Frontier Rhetorician Dan Henry of Haines grades the debate

“Sarah and Aristotle”
by Dan Henry

Aside from being shocked at her buffed-up conservative cred, I am wallowing in the rhetorical compost Sarah Palin produced in the vice-presidential debate. The debate coach in me is turning somersaults. I imagine the practice sessions, the feedback, the script, the coaching strategy.

Concerning the speaker, Aristotle says, the art of persuasion demands relatively equal portions of ethos, pathos, and logos. You probably already know this. Ethos goes to the speaker’s character–credentials, expertise, achievements, physical appearance; pathos wraps arguments around the heart, allowing a skilled rhetor to play an audience with fear, patriotism, hope, rage, affiliation; logos pertains to statistics, facts, reasoning, and “common good.” The American Association of Trial Lawyers reported in 2003 that of the three, ethos rules. You can have the greatest facts in the world, but God help you if you come from the wrong neighborhood holding hands with the wrong little sister.

Usually, pathos has less of a role in a presidential debate, restrained by expectations of “what looks presidential.” Opponents don’t go off on each other like, say, hockey moms. Logos was the problem. Cramming all the facts required too much catch-up for our gal—she couldn’t be expected to know things about Supreme Court rulings and the name of the US commander in Afghanistan. Sarah’s coach told her to play up her God-given talent for a wink and a smile. Her confident, articulate manner was honed on a Wasilla pulpit, and gives her access to a vernacular that speaks volumes to her ultra-conservative base. That she gets people to pray for the pipeline is a bonus.

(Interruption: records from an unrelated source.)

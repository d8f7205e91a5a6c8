//! Shape checks for the signup fields and the per-field error state the views render.

use std::collections::BTreeMap;
use std::fmt;

use once_cell::sync::Lazy;
use regex::Regex;

pub const MIN_PHONE_LEN: usize = 8;
pub const MIN_PASSWORD_LEN: usize = 6;

pub const FIRST_NAME_REQUIRED: &str = "First name is required";
pub const LAST_NAME_REQUIRED: &str = "Last name is required";
pub const INVALID_PHONE: &str = "Enter a valid phone number";
pub const INVALID_EMAIL: &str = "Enter a valid email address";
pub const PASSWORD_TOO_SHORT: &str = "Password must be at least 6 characters.";
pub const PASSWORDS_MISMATCH: &str = "Passwords do not match.";
pub const COUPON_REQUIRED: &str = "Please enter the coupon code you were given.";

static EMAIL_SHAPE: Lazy<Regex> =
    Lazy::new(|| Regex::new(r"^[^\s@]+@[^\s@]+\.[^\s@]+$").expect("Valid static regex"));

/// Whether `s` looks like `local@domain.tld`. This is not an RFC 5322 parser.
pub fn is_valid_email(s: &str) -> bool {
    EMAIL_SHAPE.is_match(s)
}

/// Whether `s` has at least 8 characters once every whitespace is removed.
pub fn is_valid_phone(s: &str) -> bool {
    s.chars().filter(|c| !c.is_whitespace()).count() >= MIN_PHONE_LEN
}

#[derive(Debug, Clone, Copy, PartialEq, Eq, PartialOrd, Ord, Hash)]
pub enum Field {
    FirstName,
    LastName,
    Phone,
    Email,
    Password,
    ConfirmPassword,
    Coupon,
}

impl Field {
    pub const CONTACT: [Field; 4] = [
        Field::FirstName,
        Field::LastName,
        Field::Phone,
        Field::Email,
    ];

    pub const CREDENTIALS: [Field; 3] = [Field::Password, Field::ConfirmPassword, Field::Coupon];
}

impl fmt::Display for Field {
    fn fmt(&self, f: &mut fmt::Formatter) -> fmt::Result {
        match self {
            Self::FirstName => write!(f, "First name"),
            Self::LastName => write!(f, "Last name"),
            Self::Phone => write!(f, "Phone"),
            Self::Email => write!(f, "Email"),
            Self::Password => write!(f, "Password"),
            Self::ConfirmPassword => write!(f, "Confirm password"),
            Self::Coupon => write!(f, "Coupon code"),
        }
    }
}

/// Error message to display under each invalid field.
#[derive(Debug, Clone, Default, PartialEq, Eq)]
pub struct FieldErrors(BTreeMap<Field, &'static str>);

impl FieldErrors {
    pub fn set(&mut self, field: Field, message: &'static str) {
        self.0.insert(field, message);
    }

    pub fn get(&self, field: Field) -> Option<&'static str> {
        self.0.get(&field).copied()
    }

    pub fn clear(&mut self, fields: &[Field]) {
        for field in fields {
            self.0.remove(field);
        }
    }

    pub fn merge(&mut self, other: FieldErrors) {
        self.0.extend(other.0);
    }

    pub fn is_empty(&self) -> bool {
        self.0.is_empty()
    }
}

/// Step 1 values as typed by the user.
#[derive(Debug, Clone, Default, PartialEq, Eq)]
pub struct ContactForm {
    pub first_name: String,
    pub last_name: String,
    pub phone: String,
    pub email: String,
}

/// Step 1 values once trimmed, with the email lower-cased.
#[derive(Debug, Clone, PartialEq, Eq)]
pub struct ContactDetails {
    pub first_name: String,
    pub last_name: String,
    pub phone: String,
    pub email: String,
}

impl ContactForm {
    pub fn validate(&self) -> Result<ContactDetails, FieldErrors> {
        let details = ContactDetails {
            first_name: self.first_name.trim().to_string(),
            last_name: self.last_name.trim().to_string(),
            phone: self.phone.trim().to_string(),
            email: self.email.trim().to_lowercase(),
        };

        let mut errors = FieldErrors::default();
        if details.first_name.is_empty() {
            errors.set(Field::FirstName, FIRST_NAME_REQUIRED);
        }
        if details.last_name.is_empty() {
            errors.set(Field::LastName, LAST_NAME_REQUIRED);
        }
        if details.phone.is_empty() || !is_valid_phone(&details.phone) {
            errors.set(Field::Phone, INVALID_PHONE);
        }
        if details.email.is_empty() || !is_valid_email(&details.email) {
            errors.set(Field::Email, INVALID_EMAIL);
        }

        if errors.is_empty() {
            Ok(details)
        } else {
            Err(errors)
        }
    }
}

/// Step 2 values as typed by the user.
#[derive(Debug, Clone, Default, PartialEq, Eq)]
pub struct CredentialsForm {
    pub password: String,
    pub confirm_password: String,
    pub coupon: String,
}

#[derive(Debug, Clone, PartialEq, Eq)]
pub struct Credentials {
    pub password: String,
    pub coupon_code: String,
}

/// Why the step 2 values cannot be submitted.
#[derive(Debug, Clone, Default, PartialEq, Eq)]
pub struct CredentialsRejection {
    pub errors: FieldErrors,
    /// The coupon is only checked for presence, it is reported as a blocking notice.
    pub coupon_missing: bool,
}

impl CredentialsForm {
    pub fn validate(&self) -> Result<Credentials, CredentialsRejection> {
        let password = self.password.trim();
        let confirm_password = self.confirm_password.trim();
        let coupon = self.coupon.trim();

        let mut rejection = CredentialsRejection::default();
        // Counted in UTF-16 code units, as the web signup page does.
        if password.encode_utf16().count() < MIN_PASSWORD_LEN {
            rejection.errors.set(Field::Password, PASSWORD_TOO_SHORT);
        }
        if password != confirm_password {
            rejection
                .errors
                .set(Field::ConfirmPassword, PASSWORDS_MISMATCH);
        }
        rejection.coupon_missing = coupon.is_empty();

        if rejection.errors.is_empty() && !rejection.coupon_missing {
            Ok(Credentials {
                password: password.to_string(),
                coupon_code: coupon.to_string(),
            })
        } else {
            Err(rejection)
        }
    }
}
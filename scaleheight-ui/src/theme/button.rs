use iced::widget::button::{Catalog, Status, Style, StyleFn};
use iced::{Background, Border, Color};

use super::palette::{Button, ButtonPalette};
use super::Theme;

impl Catalog for Theme {
    type Class<'a> = StyleFn<'a, Self>;

    fn default<'a>() -> Self::Class<'a> {
        Box::new(primary)
    }

    fn style(&self, class: &Self::Class<'_>, status: Status) -> Style {
        class(self, status)
    }
}

pub fn primary(theme: &Theme, status: Status) -> Style {
    button(&theme.colors.buttons.primary, status)
}

pub fn secondary(theme: &Theme, status: Status) -> Style {
    button(&theme.colors.buttons.secondary, status)
}

pub fn transparent(theme: &Theme, status: Status) -> Style {
    button(&theme.colors.buttons.transparent, status)
}

pub fn link(theme: &Theme, status: Status) -> Style {
    button(&theme.colors.buttons.link, status)
}

fn style(p: &ButtonPalette) -> Style {
    Style {
        background: Some(Background::Color(p.background)),
        text_color: p.text,
        border: if let Some(color) = p.border {
            Border {
                radius: 25.0.into(),
                width: 1.0,
                color,
            }
        } else {
            Border {
                ..Default::default()
            }
        },
        ..Default::default()
    }
}

fn button(p: &Button, status: Status) -> Style {
    match status {
        Status::Active => style(&p.active),
        Status::Hovered => style(&p.hovered),
        Status::Pressed => style(p.pressed.as_ref().unwrap_or(&p.active)),
        Status::Disabled => {
            if let Some(disabled) = p.disabled {
                style(&disabled)
            } else {
                let active = style(&p.active);
                Style {
                    text_color: Color {
                        a: 0.2,
                        ..active.text_color
                    },
                    ..active
                }
            }
        }
    }
}
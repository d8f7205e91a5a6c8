//! Overlay displaying an element above the rest of the application.
use iced::widget::{center, mouse_area, opaque, stack};

use crate::theme;

use super::Element;

pub const MODAL_WIDTH: u16 = 550;

/// Stacks `modal` over `base`. The backdrop swallows every event aimed at `base` and,
/// if an `on_blur` message is set, a press on it (not on the modal content) emits it.
pub struct Modal<'a, Message> {
    base: Element<'a, Message>,
    modal: Element<'a, Message>,
    on_blur: Option<Message>,
    opacity: f32,
}

impl<'a, Message: Clone + 'a> Modal<'a, Message> {
    /// Returns a new [`Modal`], fully visible.
    pub fn new(
        base: impl Into<Element<'a, Message>>,
        modal: impl Into<Element<'a, Message>>,
    ) -> Self {
        Self {
            base: base.into(),
            modal: modal.into(),
            on_blur: None,
            opacity: 1.0,
        }
    }

    /// Sets the message that will be produced when the backdrop of the [`Modal`] is pressed.
    pub fn on_blur(self, on_blur: Option<Message>) -> Self {
        Self { on_blur, ..self }
    }

    /// Sets the opacity of the backdrop, from 0.0 to 1.0.
    pub fn opacity(self, opacity: f32) -> Self {
        Self { opacity, ..self }
    }
}

impl<'a, Message: Clone + 'a> From<Modal<'a, Message>> for Element<'a, Message> {
    fn from(modal: Modal<'a, Message>) -> Element<'a, Message> {
        let backdrop =
            center(opaque(modal.modal)).style(theme::container::backdrop(modal.opacity));
        let backdrop: Element<'a, Message> = if let Some(on_blur) = modal.on_blur {
            mouse_area(backdrop).on_press(on_blur).into()
        } else {
            backdrop.into()
        };
        stack([modal.base, opaque(backdrop)]).into()
    }
}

As a longtime Alaska debate coach, I coached some sharp kids who were just like Sarah, and usually tried to pair them up with a kid who could get the facts straight. Play up your sincerity and how long you’ve lived here, I told one struggling debate student years ago. The local judges didn’t buy it, but they were impressed that she could be so darned perky while being trounced by those big-town debaters. Sarah’s a whippersnapper, a gal with the right brand of ethos needed to carry on the conservative dream. Plus she’s a “maverick.”

While Joe Biden relied on his experience and knowledge as a U.S. senator; “maverick” Sarah strove to cement her affiliation with a demographic. Her “ah, shucks!” manner was pronounced in the sheer numbers of colloquialisms, clearly aimed at “soccer moms” and “Joe Six Packs” and not, apparently, at other voters, AKA “citizens”. I was astounded at her “maverick” (said 6 times) insistence to take her own path, away from the issues at hand. “And I may not answer the questions that either the moderator or you want to hear, but I’m going to talk straight to the American people and let them know my track record also.” Aaaah-dacious.

She stuck to her script, just as she was coached, and stayed perky till the end.

My thanks to Haines writer Dan Henry for being a guest-blogger.